A review of tonight's Westworld coming up just as soon as I need one match, one pistol, and one idiot…

“This whole world is a story. I've read every page except the last one. I need to find out how it ends. I want to know what this all means.” -The Man in Black
 
The Man in Black dominates the action of “Dissonance Theory,” as he goes to great lengths – including staging a one-man prison break – to move forward on his quest for information about the park's hidden level. But while he gets to perform the most impressive derring-do, he's far from the only character this week searching desperately for answers within and without the park.

Both Maeve and Dolores continue to have memories that their programming should have erased, this time involving the presence of Delos employees.
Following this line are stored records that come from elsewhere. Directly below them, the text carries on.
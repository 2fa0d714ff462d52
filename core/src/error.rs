//! Error types for transports and the dispatcher.
//!
//! # Design
//! `Timeout` gets a dedicated variant because it is the only failure the
//! retry loop recovers from. Every other `TransportError` ends the loop on
//! first occurrence and reaches the caller wrapped in `FetchError`.

use thiserror::Error;

/// Failures reported by a `Transport` for a single attempt.
#[derive(Debug, Error)]
pub enum TransportError {
    /// The attempt exceeded its timeout. Retried by the dispatcher.
    #[error("request timed out")]
    Timeout,

    /// The proxy URL could not be parsed or uses an unsupported scheme.
    #[error("invalid proxy '{proxy}': {reason}")]
    InvalidProxy { proxy: String, reason: String },

    /// The request could not be built (bad URL, bad header, ...).
    #[error("invalid request: {0}")]
    InvalidRequest(String),

    #[error("I/O error: {0}")]
    Io(#[from] std::io::Error),

    /// Any other transport failure: connection refused, TLS, protocol.
    #[error("transport failure: {0}")]
    Failed(String),
}

impl TransportError {
    pub fn is_timeout(&self) -> bool {
        matches!(self, TransportError::Timeout)
    }
}

/// Errors surfaced by `Dispatcher` operations.
#[derive(Debug, Error)]
pub enum FetchError {
    /// A non-timeout transport failure. Never retried.
    #[error(transparent)]
    Transport(#[from] TransportError),

    /// The worker thread for an asynchronous request could not be started.
    #[error("failed to spawn worker thread: {0}")]
    Spawn(#[source] std::io::Error),

    #[error("invalid configuration: {0}")]
    Config(String),

    /// The dispatcher was closed before a permit became free.
    #[error("dispatcher is closed")]
    Closed,
}
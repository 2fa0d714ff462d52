//! One-shot completion signal for asynchronous requests.

use std::sync::{Arc, Condvar, Mutex, MutexGuard, PoisonError};
use std::time::{Duration, Instant};

/// A settable wait handle shared between a caller and a worker thread.
///
/// Transitions once from unset to set and never back. Clones observe the
/// same state. The signal carries no value: register a completion callback
/// to see the outcome.
#[derive(Debug, Clone, Default)]
pub struct CompletionSignal {
    inner: Arc<Inner>,
}

#[derive(Debug, Default)]
struct Inner {
    done: Mutex<bool>,
    cond: Condvar,
}

impl Inner {
    fn lock(&self) -> MutexGuard<'_, bool> {
        self.done.lock().unwrap_or_else(PoisonError::into_inner)
    }
}

impl CompletionSignal {
    pub fn new() -> Self {
        Self::default()
    }

    /// Mark the signal as set and wake every waiter. Idempotent.
    pub fn set(&self) {
        let mut done = self.inner.lock();
        if !*done {
            *done = true;
            self.inner.cond.notify_all();
        }
    }

    pub fn is_set(&self) -> bool {
        *self.inner.lock()
    }

    /// Block until the signal is set.
    pub fn wait(&self) {
        let mut done = self.inner.lock();
        while !*done {
            done = self
                .inner
                .cond
                .wait(done)
                .unwrap_or_else(PoisonError::into_inner);
        }
    }

    /// Block until the signal is set or `timeout` elapses. Returns whether
    /// the signal was set.
    pub fn wait_timeout(&self, timeout: Duration) -> bool {
        let Some(deadline) = Instant::now().checked_add(timeout) else {
            // Too far out to represent: no different from waiting forever.
            self.wait();
            return true;
        };
        let mut done = self.inner.lock();
        while !*done {
            let now = Instant::now();
            if now >= deadline {
                return false;
            }
            let (guard, _) = self
                .inner
                .cond
                .wait_timeout(done, deadline - now)
                .unwrap_or_else(PoisonError::into_inner);
            done = guard;
        }
        true
    }
}
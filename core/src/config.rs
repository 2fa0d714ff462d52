//! Dispatcher and transport configuration.
//!
//! Both structs deserialize from JSON with every field optional; missing
//! fields take the defaults below.

use std::time::Duration;

use serde::{Deserialize, Serialize};

use crate::error::FetchError;
use crate::retry::DEFAULT_MAX_ATTEMPTS;

pub const DEFAULT_MAX_IN_FLIGHT: usize = 5;
pub const DEFAULT_TIMEOUT_MS: u64 = 10_000;
pub const DEFAULT_BODY_LIMIT: u64 = 10 * 1024 * 1024;

/// Concurrency and retry limits for a `Dispatcher`.
#[derive(Debug, Clone, PartialEq, Eq, Serialize, Deserialize)]
#[serde(default)]
pub struct DispatcherConfig {
    /// Maximum asynchronous requests running a transport call at once.
    pub max_in_flight: usize,
    /// Total attempts per request, counting the first.
    pub max_attempts: u32,
}

impl Default for DispatcherConfig {
    fn default() -> Self {
        Self {
            max_in_flight: DEFAULT_MAX_IN_FLIGHT,
            max_attempts: DEFAULT_MAX_ATTEMPTS,
        }
    }
}

impl DispatcherConfig {
    pub fn from_json(raw: &str) -> Result<Self, FetchError> {
        let config: Self = serde_json::from_str(raw).map_err(|e| FetchError::Config(e.to_string()))?;
        config.validate()?;
        Ok(config)
    }

    pub fn validate(&self) -> Result<(), FetchError> {
        if self.max_in_flight == 0 {
            return Err(FetchError::Config("max_in_flight must be at least 1".into()));
        }
        if self.max_attempts == 0 {
            return Err(FetchError::Config("max_attempts must be at least 1".into()));
        }
        Ok(())
    }
}

/// Defaults applied by `UreqTransport` to every request.
#[derive(Debug, Clone, PartialEq, Eq, Serialize, Deserialize)]
#[serde(default)]
pub struct TransportConfig {
    /// Per-attempt timeout in milliseconds. `None` waits forever.
    pub timeout_ms: Option<u64>,
    /// Proxy URL: `http://`, `https://`, `socks4://` or `socks5://`.
    pub proxy: Option<String>,
    pub user_agent: Option<String>,
    pub default_headers: Vec<(String, String)>,
    /// Largest response body read, in bytes. A longer body fails the
    /// attempt with a non-timeout error.
    pub body_limit: u64,
}

impl Default for TransportConfig {
    fn default() -> Self {
        Self {
            timeout_ms: Some(DEFAULT_TIMEOUT_MS),
            proxy: None,
            user_agent: None,
            default_headers: Vec::new(),
            body_limit: DEFAULT_BODY_LIMIT,
        }
    }
}

impl TransportConfig {
    pub fn from_json(raw: &str) -> Result<Self, FetchError> {
        let config: Self = serde_json::from_str(raw).map_err(|e| FetchError::Config(e.to_string()))?;
        config.validate()?;
        Ok(config)
    }

    pub fn validate(&self) -> Result<(), FetchError> {
        if self.timeout_ms == Some(0) {
            return Err(FetchError::Config("timeout_ms must be greater than 0".into()));
        }
        if self.body_limit == 0 {
            return Err(FetchError::Config("body_limit must be greater than 0".into()));
        }
        if let Some(proxy) = &self.proxy {
            if proxy.trim().is_empty() {
                return Err(FetchError::Config("proxy must not be empty".into()));
            }
        }
        Ok(())
    }

    pub fn timeout(&self) -> Option<Duration> {
        self.timeout_ms.map(Duration::from_millis)
    }
}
Dolores gets pointed towards the truth when Lawrence's daughter draws an image of the maze map in the dirt for her, while Maeve learns to her horror – in the show's scene most evocative of Memento to date – that she has been making the same drawing of a man in a hazmat suit over, and over again and hiding it under the floorboards of her room(*). By the episode's end, she's recruited Hector to help her out, including digging out a bullet fragment left behind in her abdomen from one of her previous deaths, which is the piece of physical evidence she needs to confirm her memories of the Delos offices and her theory that none of what she and the other hosts are going through is real. And among the staff, Bernard is still working hard to figure out what's making Dolores tick differently after all this time while Theresa tries confronting Ford about his secret new narrative, and instead bears witness to an impressive power move where he freezes and unfreezes a few dozen robots seemingly with his own thoughts, then calls in construction machinery to tear down the villa where Theresa once ate when she visited the park as a child.

(*) That she's been doing this undetected by Stubbs or anyone else on the staff suggests the employees don't have an omniscient view of what the hosts or guests are doing, which could give Maeve a lot of wiggle room to keep investigating now that she knows something is up.

This is all interesting, particularly if you enjoy viewing shows like this in the same way that the Man in Black views the park: as a puzzle to be solved (which we can attempt more of in this week's Fan Theory Corner!) more than a story to be experienced. But I tend to want more out of my dramas, and part of why I found earlier installments frustrating was that they rarely seemed to transcend the puzzle of it all.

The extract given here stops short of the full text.